→ YOUR OBJECTIVE
Please state how many lines of the records hold the string "crate", giving nothing but the number.

→ INFORMATION PROVIDED
· · · ·
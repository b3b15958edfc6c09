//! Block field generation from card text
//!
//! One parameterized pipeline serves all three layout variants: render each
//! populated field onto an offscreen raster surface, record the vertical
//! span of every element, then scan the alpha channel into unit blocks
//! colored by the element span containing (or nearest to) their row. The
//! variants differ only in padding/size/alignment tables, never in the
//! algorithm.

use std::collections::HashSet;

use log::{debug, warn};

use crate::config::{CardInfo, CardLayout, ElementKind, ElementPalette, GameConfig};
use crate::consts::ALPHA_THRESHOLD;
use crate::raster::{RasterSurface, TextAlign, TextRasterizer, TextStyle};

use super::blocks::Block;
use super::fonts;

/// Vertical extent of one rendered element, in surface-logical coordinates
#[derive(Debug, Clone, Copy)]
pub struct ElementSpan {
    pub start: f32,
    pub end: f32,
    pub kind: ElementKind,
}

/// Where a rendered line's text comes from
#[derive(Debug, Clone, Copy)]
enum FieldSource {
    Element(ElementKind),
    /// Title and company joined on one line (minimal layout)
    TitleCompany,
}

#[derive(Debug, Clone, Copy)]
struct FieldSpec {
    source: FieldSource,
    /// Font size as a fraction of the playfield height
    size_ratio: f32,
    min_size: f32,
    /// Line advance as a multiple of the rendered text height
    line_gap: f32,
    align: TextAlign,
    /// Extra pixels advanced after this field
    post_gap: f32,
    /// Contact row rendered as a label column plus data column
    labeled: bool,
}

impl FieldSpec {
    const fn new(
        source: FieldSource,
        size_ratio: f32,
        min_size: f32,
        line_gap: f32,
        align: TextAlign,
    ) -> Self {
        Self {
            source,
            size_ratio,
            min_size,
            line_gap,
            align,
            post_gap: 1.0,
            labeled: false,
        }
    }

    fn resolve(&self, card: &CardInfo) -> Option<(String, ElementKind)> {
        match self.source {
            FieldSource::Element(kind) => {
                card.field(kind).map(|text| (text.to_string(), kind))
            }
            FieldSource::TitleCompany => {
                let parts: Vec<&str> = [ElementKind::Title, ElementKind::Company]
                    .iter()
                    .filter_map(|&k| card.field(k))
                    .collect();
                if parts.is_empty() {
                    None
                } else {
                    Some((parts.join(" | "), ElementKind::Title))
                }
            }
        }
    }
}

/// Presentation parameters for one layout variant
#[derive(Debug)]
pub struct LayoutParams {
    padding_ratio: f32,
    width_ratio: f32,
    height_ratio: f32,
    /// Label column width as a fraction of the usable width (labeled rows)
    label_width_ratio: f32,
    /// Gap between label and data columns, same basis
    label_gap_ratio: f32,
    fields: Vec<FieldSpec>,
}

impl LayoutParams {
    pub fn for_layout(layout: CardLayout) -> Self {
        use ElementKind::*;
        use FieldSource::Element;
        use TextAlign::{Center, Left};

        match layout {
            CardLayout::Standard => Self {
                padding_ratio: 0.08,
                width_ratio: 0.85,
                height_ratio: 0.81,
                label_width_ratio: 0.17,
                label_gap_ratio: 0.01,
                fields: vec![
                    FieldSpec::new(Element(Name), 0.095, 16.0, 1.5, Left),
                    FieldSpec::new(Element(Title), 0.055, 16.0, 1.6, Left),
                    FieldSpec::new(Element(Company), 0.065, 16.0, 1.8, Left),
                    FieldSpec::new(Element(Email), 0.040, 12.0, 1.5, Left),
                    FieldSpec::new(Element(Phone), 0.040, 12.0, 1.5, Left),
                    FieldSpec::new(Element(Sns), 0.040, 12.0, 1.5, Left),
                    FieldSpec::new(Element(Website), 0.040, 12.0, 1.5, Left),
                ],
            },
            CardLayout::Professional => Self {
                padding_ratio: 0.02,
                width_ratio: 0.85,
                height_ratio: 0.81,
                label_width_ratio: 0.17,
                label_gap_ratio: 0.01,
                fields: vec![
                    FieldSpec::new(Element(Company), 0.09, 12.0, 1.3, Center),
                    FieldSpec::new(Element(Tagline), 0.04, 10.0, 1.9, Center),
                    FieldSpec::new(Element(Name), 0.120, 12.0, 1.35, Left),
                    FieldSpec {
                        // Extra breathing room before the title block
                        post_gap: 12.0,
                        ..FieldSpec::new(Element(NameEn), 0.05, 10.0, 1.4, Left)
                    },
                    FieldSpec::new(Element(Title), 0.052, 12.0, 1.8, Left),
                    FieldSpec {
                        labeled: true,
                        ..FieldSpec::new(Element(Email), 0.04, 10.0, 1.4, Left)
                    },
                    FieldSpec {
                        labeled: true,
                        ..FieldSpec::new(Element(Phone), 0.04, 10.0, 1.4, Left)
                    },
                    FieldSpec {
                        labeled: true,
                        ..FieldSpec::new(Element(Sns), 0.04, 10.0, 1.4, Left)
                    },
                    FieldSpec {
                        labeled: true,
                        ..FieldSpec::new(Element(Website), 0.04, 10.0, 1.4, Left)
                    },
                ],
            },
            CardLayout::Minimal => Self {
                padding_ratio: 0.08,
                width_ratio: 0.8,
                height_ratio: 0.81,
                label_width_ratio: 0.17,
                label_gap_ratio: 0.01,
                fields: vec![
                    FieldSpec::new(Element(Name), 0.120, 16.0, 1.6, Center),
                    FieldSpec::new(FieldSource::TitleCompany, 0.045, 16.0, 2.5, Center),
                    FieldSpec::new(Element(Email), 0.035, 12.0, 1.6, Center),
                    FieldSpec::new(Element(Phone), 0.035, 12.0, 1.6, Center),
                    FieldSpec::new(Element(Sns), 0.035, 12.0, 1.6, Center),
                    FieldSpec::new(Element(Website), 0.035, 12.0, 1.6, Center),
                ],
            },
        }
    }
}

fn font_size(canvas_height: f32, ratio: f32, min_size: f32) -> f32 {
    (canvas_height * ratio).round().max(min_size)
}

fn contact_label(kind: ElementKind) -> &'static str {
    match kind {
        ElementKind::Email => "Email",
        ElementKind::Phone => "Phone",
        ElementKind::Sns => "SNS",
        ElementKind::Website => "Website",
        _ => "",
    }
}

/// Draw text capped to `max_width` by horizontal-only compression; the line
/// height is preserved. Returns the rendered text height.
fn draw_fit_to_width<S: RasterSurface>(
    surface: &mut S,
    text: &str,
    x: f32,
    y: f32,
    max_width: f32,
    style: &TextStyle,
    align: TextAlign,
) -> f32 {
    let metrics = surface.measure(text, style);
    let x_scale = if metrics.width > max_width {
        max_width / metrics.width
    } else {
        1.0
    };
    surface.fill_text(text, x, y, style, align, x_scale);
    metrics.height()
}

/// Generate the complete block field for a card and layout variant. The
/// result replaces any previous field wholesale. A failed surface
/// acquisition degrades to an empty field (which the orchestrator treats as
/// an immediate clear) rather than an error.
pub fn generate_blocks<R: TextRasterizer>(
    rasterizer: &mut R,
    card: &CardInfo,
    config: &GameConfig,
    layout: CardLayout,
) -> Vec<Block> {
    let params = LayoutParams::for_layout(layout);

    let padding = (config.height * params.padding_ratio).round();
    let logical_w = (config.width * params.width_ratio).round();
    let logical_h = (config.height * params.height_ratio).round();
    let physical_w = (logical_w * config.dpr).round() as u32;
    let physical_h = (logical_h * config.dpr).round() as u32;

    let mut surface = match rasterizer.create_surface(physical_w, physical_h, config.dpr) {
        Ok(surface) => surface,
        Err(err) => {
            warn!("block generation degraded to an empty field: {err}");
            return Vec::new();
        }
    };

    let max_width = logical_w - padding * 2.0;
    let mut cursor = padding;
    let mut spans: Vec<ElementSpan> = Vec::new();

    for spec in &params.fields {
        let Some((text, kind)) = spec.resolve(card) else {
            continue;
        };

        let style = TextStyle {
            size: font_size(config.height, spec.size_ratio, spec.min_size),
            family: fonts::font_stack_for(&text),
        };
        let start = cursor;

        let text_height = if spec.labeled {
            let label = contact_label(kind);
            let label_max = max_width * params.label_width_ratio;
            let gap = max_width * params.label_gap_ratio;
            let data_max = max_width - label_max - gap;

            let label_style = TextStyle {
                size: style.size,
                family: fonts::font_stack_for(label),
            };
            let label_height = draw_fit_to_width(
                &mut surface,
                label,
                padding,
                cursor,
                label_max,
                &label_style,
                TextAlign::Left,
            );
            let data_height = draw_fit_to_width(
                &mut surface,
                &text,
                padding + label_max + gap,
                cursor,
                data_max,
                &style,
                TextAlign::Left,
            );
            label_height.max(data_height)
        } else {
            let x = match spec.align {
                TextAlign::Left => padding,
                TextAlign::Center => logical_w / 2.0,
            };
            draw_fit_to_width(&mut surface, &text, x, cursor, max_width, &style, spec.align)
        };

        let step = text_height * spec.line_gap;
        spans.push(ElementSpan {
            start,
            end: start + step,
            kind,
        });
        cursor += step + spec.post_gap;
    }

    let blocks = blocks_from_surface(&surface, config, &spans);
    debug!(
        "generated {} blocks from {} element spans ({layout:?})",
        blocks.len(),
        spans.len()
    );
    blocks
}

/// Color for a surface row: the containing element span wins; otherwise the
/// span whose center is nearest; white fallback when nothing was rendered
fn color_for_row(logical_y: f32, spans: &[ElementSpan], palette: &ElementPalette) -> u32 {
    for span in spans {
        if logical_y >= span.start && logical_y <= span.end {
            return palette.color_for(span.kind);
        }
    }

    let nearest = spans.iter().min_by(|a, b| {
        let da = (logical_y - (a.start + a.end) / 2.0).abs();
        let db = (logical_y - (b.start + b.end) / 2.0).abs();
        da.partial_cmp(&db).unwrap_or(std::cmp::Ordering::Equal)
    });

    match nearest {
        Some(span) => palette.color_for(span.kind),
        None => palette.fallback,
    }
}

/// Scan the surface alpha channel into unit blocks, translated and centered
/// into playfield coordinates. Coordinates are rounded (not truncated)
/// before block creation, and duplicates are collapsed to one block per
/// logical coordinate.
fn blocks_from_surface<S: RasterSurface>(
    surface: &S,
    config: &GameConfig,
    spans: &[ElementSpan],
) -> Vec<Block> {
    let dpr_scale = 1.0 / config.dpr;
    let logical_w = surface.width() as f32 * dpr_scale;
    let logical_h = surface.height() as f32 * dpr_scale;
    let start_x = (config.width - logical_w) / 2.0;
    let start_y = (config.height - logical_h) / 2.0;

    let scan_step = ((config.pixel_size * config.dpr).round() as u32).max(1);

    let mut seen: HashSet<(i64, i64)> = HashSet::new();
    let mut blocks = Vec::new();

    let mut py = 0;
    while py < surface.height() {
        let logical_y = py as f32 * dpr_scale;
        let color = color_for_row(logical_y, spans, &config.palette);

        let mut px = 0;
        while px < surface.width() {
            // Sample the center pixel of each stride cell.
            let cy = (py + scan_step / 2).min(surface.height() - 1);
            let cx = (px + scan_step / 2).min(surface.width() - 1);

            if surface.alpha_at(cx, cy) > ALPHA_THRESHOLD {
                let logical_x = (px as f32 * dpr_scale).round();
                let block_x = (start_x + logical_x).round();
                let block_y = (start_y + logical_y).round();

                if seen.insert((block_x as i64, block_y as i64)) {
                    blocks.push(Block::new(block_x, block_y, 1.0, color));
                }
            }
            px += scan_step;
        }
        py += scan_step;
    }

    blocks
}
· · · ·
→ OUTPUT OF THE TASK
3